4. Tahun 1930 – Sekarang
Sejak tahun 1930 perkembangan bisnis terus merajalela, demikian juga perkembangan sistem akuntansi yang menerapkan sistem pengawasan intern yang baik. Pelaksanaan auditpun menjadi berubah dari pengujian dengan persentase yang masih tinggi menjadi persentase yang lebih kecil (sistem statistik sampling). Tujuan auditpun bukan lagi menyatakan kebenaran tetapi menyatakan pendapat atas kewajaran laporan keuangan yang terdiri dari Neraca dan Laba Rugi serta Laporan Perubahan Dana. Yang membutuhkan laporan akuntanpun menjadi bertambah yaitu: pemilik, kreditor, pemerintah, serikat buruh, konsumen, dan kelompok-kelompok lainnya seperti peneliti, akademisi dan lain-lain.
Peran besar akuntan dalam dunia usaha sangat membantu pihak yang membutuhkan laporan keuangan perusahaan dalam menilai keadaan perusahaan tersebut. Hal ini menyebabkan pemerintah AS mengeluarkan hukum tentang perusahaan Amerika yang menyatakan bahwa setiap perusahaan terbuka Amerika harus diperiksa pembukuannya oleh auditor independen dari Certified Public Accounting Firm (kantor akuntan bersertifikat).
Namun pada tahun 2001 dunia akuntan dikejutkan dengan berita terungkapnya kondisi keuangan Enron Co. yang dilaporkannya yang terutama didukung oleh penipuan akuntansi yang sistematis, terlembaga, dan direncanakan secara kreatif. Para analis pasar mengira bahwa sukses kinerja keuangan Enron di masa lalu hanyalah hasil rekayasa keuangan Andersen sebagai auditornya. Kepercayaan terhadap akuntan mulai merosot tajam pada awal tahun 2002, hal ini membuat dampak yang sangat besar terhadap kantor akuntan lain.
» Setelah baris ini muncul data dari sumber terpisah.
// Copyright 2024-2026, NVIDIA CORPORATION & AFFILIATES. All rights reserved.
//
// Redistribution and use in source and binary forms, with or without
// modification, are permitted provided that the following conditions
// are met:
//  * Redistributions of source code must retain the above copyright
//    notice, this list of conditions and the following disclaimer.
//  * Redistributions in binary form must reproduce the above copyright
//    notice, this list of conditions and the following disclaimer in the
//    documentation and/or other materials provided with the distribution.
//  * Neither the name of NVIDIA CORPORATION nor the names of its
//    contributors may be used to endorse or promote products derived
//    from this software without specific prior written permission.
//
// THIS SOFTWARE IS PROVIDED BY THE COPYRIGHT HOLDERS ``AS IS'' AND ANY
// EXPRESS OR IMPLIED WARRANTIES, INCLUDING, BUT NOT LIMITED TO, THE
// IMPLIED WARRANTIES OF MERCHANTABILITY AND FITNESS FOR A PARTICULAR
// PURPOSE ARE DISCLAIMED.  IN NO EVENT SHALL THE COPYRIGHT OWNER OR
// CONTRIBUTORS BE LIABLE FOR ANY DIRECT, INDIRECT, INCIDENTAL, SPECIAL,
// EXEMPLARY, OR CONSEQUENTIAL DAMAGES (INCLUDING, BUT NOT LIMITED TO,
// PROCUREMENT OF SUBSTITUTE GOODS OR SERVICES; LOSS OF USE, DATA, OR
// PROFITS; OR BUSINESS INTERRUPTION) HOWEVER CAUSED AND ON ANY THEORY
// OF LIABILITY, WHETHER IN CONTRACT, STRICT LIABILITY, OR TORT
// (INCLUDING NEGLIGENCE OR OTHERWISE) ARISING IN ANY WAY OUT OF THE USE
// OF THIS SOFTWARE, EVEN IF ADVISED OF THE POSSIBILITY OF SUCH DAMAGE.

//! JSON header documents exchanged with the server.
//!
//! Field order in these structs is the key order on the wire, so a given
//! request always serializes to the same bytes.

use serde::{Deserialize, Serialize};
use serde_json::Value;

use crate::infer::{RequestedOutput, SequenceId};

/// One tensor entry of a request `inputs` or response `outputs` list.
#[derive(Debug, Clone, Serialize, Deserialize)]
pub(crate) struct TensorEntry {
    pub name: String,
    pub shape: Vec<usize>,
    pub datatype: String,
    #[serde(default, skip_serializing_if = "Option::is_none")]
    pub parameters: Option<TensorParameters>,
    #[serde(default, skip_serializing_if = "Option::is_none")]
    pub data: Option<Vec<Value>>,
}

#[derive(Debug, Clone, Default, Serialize, Deserialize)]
pub(crate) struct TensorParameters {
    #[serde(default, skip_serializing_if = "Option::is_none")]
    pub binary_data_size: Option<usize>,
}

#[derive(Debug, Serialize)]
pub(crate) struct OutputEntry<'a> {
    pub name: &'a str,
    pub parameters: OutputParameters,
}

#[derive(Debug, Serialize)]
pub(crate) struct OutputParameters {
    pub binary_data: bool,
    #[serde(skip_serializing_if = "Option::is_none")]
    pub classification: Option<u32>,
}

impl<'a> From<&'a RequestedOutput> for OutputEntry<'a> {
    fn from(output: &'a RequestedOutput) -> Self {
        Self {
            name: output.name(),
            parameters: OutputParameters {
                binary_data: output.binary_data(),
                classification: output.class_count(),
            },
        }
    }
}

/// Request-level `parameters` object. Unset fields never become keys.
#[derive(Debug, Default, Serialize)]
pub(crate) struct WireParameters<'a> {
    #[serde(skip_serializing_if = "Option::is_none")]
    pub sequence_id: Option<&'a SequenceId>,
    #[serde(skip_serializing_if = "Option::is_none")]
    pub sequence_start: Option<bool>,
    #[serde(skip_serializing_if = "Option::is_none")]
    pub sequence_end: Option<bool>,
    #[serde(skip_serializing_if = "Option::is_none")]
    pub priority: Option<u64>,
    #[serde(skip_serializing_if = "Option::is_none")]
    pub timeout: Option<u64>,
    #[serde(skip_serializing_if = "Option::is_none")]
    pub binary_data_output: Option<bool>,
}

impl WireParameters<'_> {
    pub fn is_empty(&self) -> bool {
        self.sequence_id.is_none()
            && self.sequence_start.is_none()
            && self.sequence_end.is_none()
            && self.priority.is_none()
            && self.timeout.is_none()
            && self.binary_data_output.is_none()
    }
}

#[derive(Debug, Serialize)]
pub(crate) struct RequestHeader<'a> {
    #[serde(skip_serializing_if = "Option::is_none")]
    pub id: Option<&'a str>,
    pub inputs: Vec<TensorEntry>,
    #[serde(skip_serializing_if = "Option::is_none")]
    pub outputs: Option<Vec<OutputEntry<'a>>>,
    #[serde(skip_serializing_if = "Option::is_none")]
    pub parameters: Option<WireParameters<'a>>,
}

/// The part of a request header a loopback server needs to rebuild inputs.
#[derive(Debug, Deserialize)]
pub(crate) struct RequestInputs {
    pub inputs: Vec<TensorEntry>,
}

#[derive(Debug, Serialize, Deserialize)]
pub(crate) struct ResponseHeader {
    #[serde(default, skip_serializing_if = "Option::is_none")]
    pub id: Option<String>,
    #[serde(default, skip_serializing_if = "Option::is_none")]
    pub model_name: Option<String>,
    #[serde(default, skip_serializing_if = "Option::is_none")]
    pub model_version: Option<String>,
    #[serde(default)]
    pub outputs: Vec<TensorEntry>,
    #[serde(default, skip_serializing_if = "Option::is_none")]
    pub error: Option<String>,
}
Untuk mencegah hal yang lebih parah, pemerintah AS pada saat itu segera mengevaluasi hampir semua kantor akuntan termasuk “the big four auditors”. Walaupun masih mendapat cacian dari berbagai kalangan, para akuntan berusaha untuk memulihkan nama mereka, salah satu caranya adalah dengan mematuhi kode etik akuntan.
C. Perkembangan
Profesi Akuntan di Indonesia
Perkembangan
profesi akuntan di Indonesia menurut Olson dapat dibagi dalam 2 periode yaitu:
1. Periode Kolonial
Selama
masa penjajahan kolonial Belanda yang menjadi anggota profesi akuntan adalah
akuntan-akuntan Belanda dan beberapa akuntan Indonesia. Pada waktu itu
pendidikan yang ada bagi rakyat pribumi adalah pendidikan tata buku diberikan
secara formal pada sekolah menengah atas sedangkan secara non formal pendidikan
akuntansi diberikan pada kursus tata buku untuk memperoleh ijazah.
2. Periode
Sesudah Kemerdekaan
Pembahasan
mengenai perkembangan akuntan sesudah kemerdekaan di bagi ke dalam enam periode
yaitu:
a. Periode I
[sebelum tahun 1954]
Pada periode I telah ada jasa pekerjaan akuntan yang bermanfaat
bagi masyarakat bisnis. Hal ini disebabkan oleh hubungan ekonomi yang makin
sulit, meruncingnya persaingan, dan naiknya pajak-pajak para pengusaha sehingga
makin sangat dirasakan kebutuhan akan penerangan serta nasehat para ahli untuk
mencapai perbaikan dalam sistem administrasi perusahaan. Sudah tentu mereka
hendak menggunakan jasa orang-orang yang ahli dalam bidang akuntansi. Kebutuhan
akan bantuan akuntan yang makin besar itu menjadi alasan bagi khalayak umum
yang tidak berpengetahuan dan berpengalaman dalam lapangan akuntansi untuk
bekerja sebagai akuntan.
Padahal, pengetahuan yang dimiliki akuntan harus sederajat dengan
syarat yang ditetapkan oleh pemerintah dan juga mereka harus mengikuti
pelajaran pada perguruan tinggi negeri dengan hasil baik. Oleh karena itu,
pemerintah menetapkan peraturan dengan undang-undang untuk melindungi ijazah
akuntan agar pengusaha dan badan yang lain tidak tertipu oleh pemakaian gelar
“akuntan” yang tidak sah.
b. Periode II
[tahun 1954 – 1973]
Setelah adanya Undang-Undang No. 34 tahun 1954 tentang pemakaian
gelar akuntan, ternyata perkembangan profesi akuntan dan auditor di Indonesia
berjalan lamban karena perekonomian Indonesia pada saat itu kurang
menguntungkan namun perkembangan ekonomi mulai pesat pada saat dilakukan
nasionalisasi perusahaan-perusahaan milik Belanda. Mengingat terbatasnya tenaga
akuntan dan ajun akuntan yang menjadi auditor pada waktu itu, Direktorat
Akuntan Negara meminta bantuan kantor akuntan publik untuk melakukan audit atas
nama Direktorat Akuntan Negara.
Perluasan pasar profesi akuntan publik semakin bertambah yaitu
pada saat pemerintah mengeluarkan Undang-undang Penanaman Modal Asing (PMA) dan
Penanaman Modal Dalam Negeri (PMND) tahun 1967/1968. Meskipun pada waktu itu
para pemodal “membawa” akuntan publik sendiri dari luar negeri kebutuhan
terhadap jasa akuntan publik dalam negeri tetap ada.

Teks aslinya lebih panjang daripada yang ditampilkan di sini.